◆ Assigned task ◆
The entries below should be transcribed in their entirety, exactly as written.

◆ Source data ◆
= Beginning of Section =
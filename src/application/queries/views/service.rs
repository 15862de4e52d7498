// src/application/queries/views/service.rs
use std::sync::Arc;

use crate::{
    application::{
        dto::{AuthenticatedUser, ViewDto},
        error::ApplicationResult,
        ports::{sanitizer::HtmlSanitizer, time::Clock, util::SlugGenerator},
        seo::SiteProfile,
    },
    domain::{
        article::{ArticleReadRepository, Section, sort_catalogue},
        navigation::Route,
    },
};

pub struct ViewQueryService {
    pub(super) read_repo: Arc<dyn ArticleReadRepository>,
    pub(super) sanitizer: Arc<dyn HtmlSanitizer>,
    pub(super) slugger: Arc<dyn SlugGenerator>,
    pub(super) clock: Arc<dyn Clock>,
    pub(super) site: SiteProfile,
}

impl ViewQueryService {
    pub fn new(
        read_repo: Arc<dyn ArticleReadRepository>,
        sanitizer: Arc<dyn HtmlSanitizer>,
        slugger: Arc<dyn SlugGenerator>,
        clock: Arc<dyn Clock>,
        site: SiteProfile,
    ) -> Self {
        Self {
            read_repo,
            sanitizer,
            slugger,
            clock,
            site,
        }
    }

    pub fn site(&self) -> &SiteProfile {
        &self.site
    }

    /// Build the view for `route`. Routes the caller may not see, and
    /// articles that no longer exist, fall back to the unfiltered home page.
    pub async fn resolve(&self, actor: &AuthenticatedUser, route: Route) -> ApplicationResult<ViewDto> {
        actor.ensure_capability("articles", "read")?;

        let mut catalogue = self.read_repo.list().await?;
        sort_catalogue(&mut catalogue);

        let view = match route {
            Route::Home(section) => self.catalogue_view(&catalogue, section, None),
            Route::CategoryGallery(section, sub) => {
                self.catalogue_view(&catalogue, section, Some(sub))
            }
            Route::Article(ref id) => match catalogue.iter().find(|a| &a.id == id) {
                Some(article) => self.article_view(&catalogue, article),
                None => {
                    tracing::debug!(article_id = %id, "unknown article, showing home");
                    self.catalogue_view(&catalogue, Section::All, None)
                }
            },
            Route::Page(page) => self.page_view(page),
            Route::Admin if actor.is_admin() => self.admin_view(catalogue),
            Route::Admin => {
                tracing::debug!(uid = %actor.id, "admin view requested without privileges");
                self.catalogue_view(&catalogue, Section::All, None)
            }
        };

        Ok(view)
    }
}
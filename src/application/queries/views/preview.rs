// src/application/queries/views/preview.rs
use super::ViewQueryService;
use crate::{
    application::{
        dto::{AuthenticatedUser, ViewDto},
        error::{ApplicationError, ApplicationResult},
    },
    domain::article::{Article, ArticleDraft, ArticleId, ArticleSlug, sort_catalogue},
};

const PREVIEW_ID: &str = "preview";

impl ViewQueryService {
    /// Render an unsaved draft exactly as its article page would look,
    /// related articles included. Nothing is stored.
    pub async fn preview(&self, actor: &AuthenticatedUser, draft: ArticleDraft) -> ApplicationResult<ViewDto> {
        if !actor.has_capability("articles", "create") && !actor.has_capability("articles", "update") {
            return Err(ApplicationError::forbidden("missing capability articles:create"));
        }

        let fields = draft.into_fields()?;
        let slug = self.slugger.slugify(fields.title.as_str());
        let now = self.clock.now();

        let article = Article {
            id: ArticleId::new(PREVIEW_ID)?,
            slug: ArticleSlug::new(if slug.is_empty() { PREVIEW_ID.to_string() } else { slug })?,
            fields,
            created_at: now,
            updated_at: now,
        };

        let mut catalogue = self.read_repo.list().await?;
        sort_catalogue(&mut catalogue);

        Ok(self.article_view(&catalogue, &article))
    }
}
= End of Section =
◆ Response area ◆
filename src/application/queries/views/service.rs
repository 15862de4e52d7498
// src/application/queries/views/service.rs
use std::sync::Arc;

use crate::{
    application::{
        dto::{AuthenticatedUser, ViewDto},
        error::ApplicationResult,
        ports::{sanitizer::HtmlSanitizer, time::Clock, util::SlugGenerator},
        seo::SiteProfile,
    },
    domain::{
        article::{ArticleReadRepository, Section, sort_catalogue},
        navigation::Route,
    },
};

pub struct ViewQueryService {
    pub(super) read_repo: Arc<dyn ArticleReadRepository>,
    pub(super) sanitizer: Arc<dyn HtmlSanitizer>,
    pub(super) slugger: Arc<dyn SlugGenerator>,
    pub(super) clock: Arc<dyn Clock>,
    pub(super) site: SiteProfile,
}

impl ViewQueryService {
    pub fn new(
        read_repo: Arc<dyn ArticleReadRepository>,
        sanitizer: Arc<dyn HtmlSanitizer>,
        slugger: Arc<dyn SlugGenerator>,
        clock: Arc<dyn Clock>,
        site: SiteProfile,
    ) -> Self {
        Self {
            read_repo,
            sanitizer,
            slugger,
            clock,
            site,
        }
    }

    pub fn site(&self) -> &SiteProfile {
        &self.site
    }

    /// Build the view for `route`. Routes the caller may not see, and
    /// articles that no longer exist, fall back to the unfiltered home page.
    pub async fn resolve(&self, actor: &AuthenticatedUser, route: Route) -> ApplicationResult<ViewDto> {
        actor.ensure_capability("articles", "read")?;

        let mut catalogue = self.read_repo.list().await?;
        sort_catalogue(&mut catalogue);

        let view = match route {
            Route::Home(section) => self.catalogue_view(&catalogue, section, None),
            Route::CategoryGallery(section, sub) => {
                self.catalogue_view(&catalogue, section, Some(sub))
            }
            Route::Article(ref id) => match catalogue.iter().find(|a| &a.id == id) {
                Some(article) => self.article_view(&catalogue, article),
                None => {
                    tracing::debug!(article_id = %id, "unknown article, showing home");
                    self.catalogue_view(&catalogue, Section::All, None)
                }
            },
            Route::Page(page) => self.page_view(page),
            Route::Admin if actor.is_admin() => self.admin_view(catalogue),
            Route::Admin => {
                tracing::debug!(uid = %actor.id, "admin view requested without privileges");
                self.catalogue_view(&catalogue, Section::All, None)
            }
        };

        Ok(view)
    }
}
filename src/application/queries/views/preview.rs
// src/application/queries/views/preview.rs
use super::ViewQueryService;
use crate::{
    application::{
        dto::{AuthenticatedUser, ViewDto},
        error::{ApplicationError, ApplicationResult},
    },
    domain::article::{Article, ArticleDraft, ArticleId, ArticleSlug, sort_catalogue},
};

const PREVIEW_ID: &str = "preview";

impl ViewQueryService {
    /// Render an unsaved draft exactly as its article page would look,
    /// related articles included. Nothing is stored.
    pub async fn preview(&self, actor: &AuthenticatedUser, draft: ArticleDraft) -> ApplicationResult<ViewDto> {
        if !actor.has_capability("articles", "create") && !actor.has_capability("articles", "update") {
            return Err(ApplicationError::forbidden("missing capability articles:create"));
        }

        let fields = draft.into_fields()?;
        let slug = self.slugger.slugify(fields.title.as_str());
        let now = self.clock.now();

        let article = Article {
            id: ArticleId::new(PREVIEW_ID)?,
            slug: ArticleSlug::new(if slug.is_empty() { PREVIEW_ID.to_string() } else { slug })?,
            fields,
            created_at: now,
            updated_at: now,
        };

        let mut catalogue = self.read_repo.list().await?;
        sort_catalogue(&mut catalogue);

        Ok(self.article_view(&catalogue, &article))
    }
}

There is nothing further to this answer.